Problem details> From top to bottom, reproduce the listing without a single change.

Data listing>
//! # 矢量输出的文字编码
//!
//! PostScript 和 PDF 使用内置 Type1 字体，不能直接写 Unicode：
//! - ASCII 与 Latin-1 字符 → Helvetica（PS 用 ISOLatin1Encoding，PDF 用 WinAnsiEncoding，A0-FF 段一致）
//! - 希腊字母 → Symbol 字体中对应的拉丁字母位置
//! - 上标数字与减号 → 近似的普通字符
//!
//! 另外给出 Helvetica 的近似字宽，使矢量后端不依赖系统字体。
//!
//! ## 依赖关系
//! - 被 `chart/vector.rs`, `chart/eps.rs`, `chart/pdf.rs` 使用

/// 内置字体
#[derive(Debug, Clone, Copy, PartialEq, Eq)]
pub enum Face {
    Helvetica,
    Symbol,
}

/// 同一字体下的一段已编码文字
#[derive(Debug, Clone, PartialEq, Eq)]
pub struct GlyphRun {
    pub face: Face,
    pub bytes: Vec<u8>,
}

/// 把文字拆分为按字体分段的字节串
pub fn encode_runs(text: &str) -> Vec<GlyphRun> {
    let mut runs: Vec<GlyphRun> = Vec::new();

    for c in text.chars() {
        let (face, byte) = encode_char(c);
        match runs.last_mut() {
            Some(run) if run.face == face => run.bytes.push(byte),
            _ => runs.push(GlyphRun {
                face,
                bytes: vec![byte],
            }),
        }
    }

    runs
}

fn encode_char(c: char) -> (Face, u8) {
    let code = c as u32;
    if (0x20..0x7F).contains(&code) || (0xA0..=0xFF).contains(&code) {
        return (Face::Helvetica, code as u8);
    }

    if let Some(b) = symbol_code(c) {
        return (Face::Symbol, b);
    }

    let fallback = match c {
        '⁰' => b'0',
        '⁴' => b'4',
        '⁵' => b'5',
        '⁶' => b'6',
        '⁷' => b'7',
        '⁸' => b'8',
        '⁹' => b'9',
        '⁻' | '−' | '–' => b'-',
        '⁺' => b'+',
        '\t' => b' ',
        _ => b'?',
    };
    (Face::Helvetica, fallback)
}

/// 希腊字母在 Symbol 字体中的编码
fn symbol_code(c: char) -> Option<u8> {
    let b = match c {
        'Α' => b'A',
        'Β' => b'B',
        'Γ' => b'G',
        'Δ' => b'D',
        'Ε' => b'E',
        'Θ' => b'Q',
        'Λ' => b'L',
        'Π' => b'P',
        'Σ' => b'S',
        'Φ' => b'F',
        'Ψ' => b'Y',
        'Ω' => b'W',
        'α' => b'a',
        'β' => b'b',
        'γ' => b'g',
        'δ' => b'd',
        'ε' => b'e',
        'ζ' => b'z',
        'η' => b'h',
        'θ' => b'q',
        'κ' => b'k',
        'λ' => b'l',
        'μ' => b'm',
        'ν' => b'n',
        'π' => b'p',
        'ρ' => b'r',
        'σ' => b's',
        'τ' => b't',
        'φ' => b'f',
        'χ' => b'c',
        'ψ' => b'y',
        'ω' => b'w',
        _ => return None,
    };
    Some(b)
}

/// 转义为 PS/PDF 字符串字面量内容（不含外层括号）
pub fn escape_string(bytes: &[u8]) -> String {
    let mut out = String::with_capacity(bytes.len());
    for &b in bytes {
        match b {
            b'(' | b')' | b'\\' => {
                out.push('\\');
                out.push(b as char);
            }
            0x20..=0x7E => out.push(b as char),
            _ => out.push_str(&format!("\\{:03o}", b)),
        }
    }
    out
}

/// Helvetica 近似字宽（单位 em）
fn char_width_em(c: char) -> f64 {
    match c {
        ' ' | '.' | ',' | ':' | ';' | '!' | 'i' | 'j' | 'l' | '|' | 'I' | '\'' | '·' => 0.278,
        '(' | ')' | '-' | 'r' | 't' | 'f' | '[' | ']' | '/' | '⁻' | '¹' | '²' | '³' => 0.333,
        'm' | 'M' | 'W' => 0.833,
        'w' => 0.722,
        '0'..='9' | 'a'..='z' | '?' | '+' | '=' | '°' => 0.556,
        'A'..='Z' => 0.667,
        _ => 0.6,
    }
}

/// 估计文字宽度（像素）
pub fn text_width(text: &str, size: f64) -> f64 {
    text.chars().map(char_width_em).sum::<f64>() * size
}

/// Helvetica 上伸部高度（em）
pub const ASCENT_EM: f64 = 0.718;

/// Helvetica 下伸部深度（em）
pub const DESCENT_EM: f64 = 0.207;

#[cfg(test)]
mod tests {
    use super::*;

    #[test]
    fn test_ascii_single_run() {
        let runs = encode_runs("Wavelength (nm)");
        assert_eq!(runs.len(), 1);
        assert_eq!(runs[0].face, Face::Helvetica);
        assert_eq!(runs[0].bytes, b"Wavelength (nm)".to_vec());
    }

    #[test]
    fn test_greek_switches_to_symbol() {
        let runs = encode_runs("Δε (L/(mol·cm))");
        assert_eq!(runs.len(), 2);
        assert_eq!(runs[0].face, Face::Symbol);
        assert_eq!(runs[0].bytes, b"De".to_vec());
        assert_eq!(runs[1].face, Face::Helvetica);
        // · 为 Latin-1 0xB7
        assert!(runs[1].bytes.contains(&0xB7));
    }

    #[test]
    fn test_superscripts() {
        let runs = encode_runs("cm⁻¹");
        assert_eq!(runs.len(), 1);
        assert_eq!(runs[0].bytes, vec![b'c', b'm', b'-', 0xB9]);
    }

    #[test]
    fn test_escape() {
        assert_eq!(escape_string(b"a(b)c\\"), "a\\(b\\)c\\\\");
        assert_eq!(escape_string(&[0xB7]), "\\267");
    }

    #[test]
    fn test_text_width_scales() {
        let w = text_width("200", 14.0);
        assert!((w - 3.0 * 0.556 * 14.0).abs() < 1e-9);
        assert!(text_width("WWW", 10.0) > text_width("iii", 10.0));
    }
}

Solution to this task>
//! # 矢量输出的文字编码
//!
//! PostScript 和 PDF 使用内置 Type1 字体，不能直接写 Unicode：
//! - ASCII 与 Latin-1 字符 → Helvetica（PS 用 ISOLatin1Encoding，PDF 用 WinAnsiEncoding，A0-FF 段一致）
//! - 希腊字母 → Symbol 字体中对应的拉丁字母位置
//! - 上标数字与减号 → 近似的普通字符
//!
//! 另外给出 Helvetica 的近似字宽，使矢量后端不依赖系统字体。
//!
//! ## 依赖关系
//! - 被 `chart/vector.rs`, `chart/eps.rs`, `chart/pdf.rs` 使用

/// 内置字体
#[derive(Debug, Clone, Copy, PartialEq, Eq)]
pub enum Face {
    Helvetica,
    Symbol,
}

/// 同一字体下的一段已编码文字
#[derive(Debug, Clone, PartialEq, Eq)]
pub struct GlyphRun {
    pub face: Face,
    pub bytes: Vec<u8>,
}

/// 把文字拆分为按字体分段的字节串
pub fn encode_runs(text: &str) -> Vec<GlyphRun> {
    let mut runs: Vec<GlyphRun> = Vec::new();

    for c in text.chars() {
        let (face, byte) = encode_char(c);
        match runs.last_mut() {
            Some(run) if run.face == face => run.bytes.push(byte),
            _ => runs.push(GlyphRun {
                face,
                bytes: vec![byte],
            }),
        }
    }

    runs
}

fn encode_char(c: char) -> (Face, u8) {
    let code = c as u32;
    if (0x20..0x7F).contains(&code) || (0xA0..=0xFF).contains(&code) {
        return (Face::Helvetica, code as u8);
    }

    if let Some(b) = symbol_code(c) {
        return (Face::Symbol, b);
    }

    let fallback = match c {
        '⁰' => b'0',
        '⁴' => b'4',
        '⁵' => b'5',
        '⁶' => b'6',
        '⁷' => b'7',
        '⁸' => b'8',
        '⁹' => b'9',
        '⁻' | '−' | '–' => b'-',
        '⁺' => b'+',
        '\t' => b' ',
        _ => b'?',
    };
    (Face::Helvetica, fallback)
}

/// 希腊字母在 Symbol 字体中的编码
fn symbol_code(c: char) -> Option<u8> {
    let b = match c {
        'Α' => b'A',
        'Β' => b'B',
        'Γ' => b'G',
        'Δ' => b'D',
        'Ε' => b'E',
        'Θ' => b'Q',
        'Λ' => b'L',
        'Π' => b'P',
        'Σ' => b'S',
        'Φ' => b'F',
        'Ψ' => b'Y',
        'Ω' => b'W',
        'α' => b'a',
        'β' => b'b',
        'γ' => b'g',
        'δ' => b'd',
        'ε' => b'e',
        'ζ' => b'z',
        'η' => b'h',
        'θ' => b'q',
        'κ' => b'k',
        'λ' => b'l',
        'μ' => b'm',
        'ν' => b'n',
        'π' => b'p',
        'ρ' => b'r',
        'σ' => b's',
        'τ' => b't',
        'φ' => b'f',
        'χ' => b'c',
        'ψ' => b'y',
        'ω' => b'w',
        _ => return None,
    };
    Some(b)
}

/// 转义为 PS/PDF 字符串字面量内容（不含外层括号）
pub fn escape_string(bytes: &[u8]) -> String {
    let mut out = String::with_capacity(bytes.len());
    for &b in bytes {
        match b {
            b'(' | b')' | b'\\' => {
                out.push('\\');
                out.push(b as char);
            }
            0x20..=0x7E => out.push(b as char),
            _ => out.push_str(&format!("\\{:03o}", b)),
        }
    }
    out
}

/// Helvetica 近似字宽（单位 em）
fn char_width_em(c: char) -> f64 {
    match c {
        ' ' | '.' | ',' | ':' | ';' | '!' | 'i' | 'j' | 'l' | '|' | 'I' | '\'' | '·' => 0.278,
        '(' | ')' | '-' | 'r' | 't' | 'f' | '[' | ']' | '/' | '⁻' | '¹' | '²' | '³' => 0.333,
        'm' | 'M' | 'W' => 0.833,
        'w' => 0.722,
        '0'..='9' | 'a'..='z' | '?' | '+' | '=' | '°' => 0.556,
        'A'..='Z' => 0.667,
        _ => 0.6,
    }
}

/// 估计文字宽度（像素）
pub fn text_width(text: &str, size: f64) -> f64 {
    text.chars().map(char_width_em).sum::<f64>() * size
}

/// Helvetica 上伸部高度（em）
pub const ASCENT_EM: f64 = 0.718;

/// Helvetica 下伸部深度（em）
pub const DESCENT_EM: f64 = 0.207;

#[cfg(test)]
mod tests {
    use super::*;

    #[test]
    fn test_ascii_single_run() {
        let runs = encode_runs("Wavelength (nm)");
        assert_eq!(runs.len(), 1);
        assert_eq!(runs[0].face, Face::Helvetica);
        assert_eq!(runs[0].bytes, b"Wavelength (nm)".to_vec());
    }

    #[test]
    fn test_greek_switches_to_symbol() {
        let runs = encode_runs("Δε (L/(mol·cm))");
        assert_eq!(runs.len(), 2);
        assert_eq!(runs[0].face, Face::Symbol);
        assert_eq!(runs[0].bytes, b"De".to_vec());
        assert_eq!(runs[1].face, Face::Helvetica);
        // · 为 Latin-1 0xB7
        assert!(runs[1].bytes.contains(&0xB7));
    }

    #[test]
    fn test_superscripts() {
        let runs = encode_runs("cm⁻¹");
        assert_eq!(runs.len(), 1);
        assert_eq!(runs[0].bytes, vec![b'c', b'm', b'-', 0xB9]);
    }

    #[test]
    fn test_escape() {
        assert_eq!(escape_string(b"a(b)c\\"), "a\\(b\\)c\\\\");
        assert_eq!(escape_string(&[0xB7]), "\\267");
    }

    #[test]
    fn test_text_width_scales() {
        let w = text_width("200", 14.0);
        assert!((w - 3.0 * 0.556 * 14.0).abs() < 1e-9);
        assert!(text_width("WWW", 10.0) > text_width("iii", 10.0));
    }
}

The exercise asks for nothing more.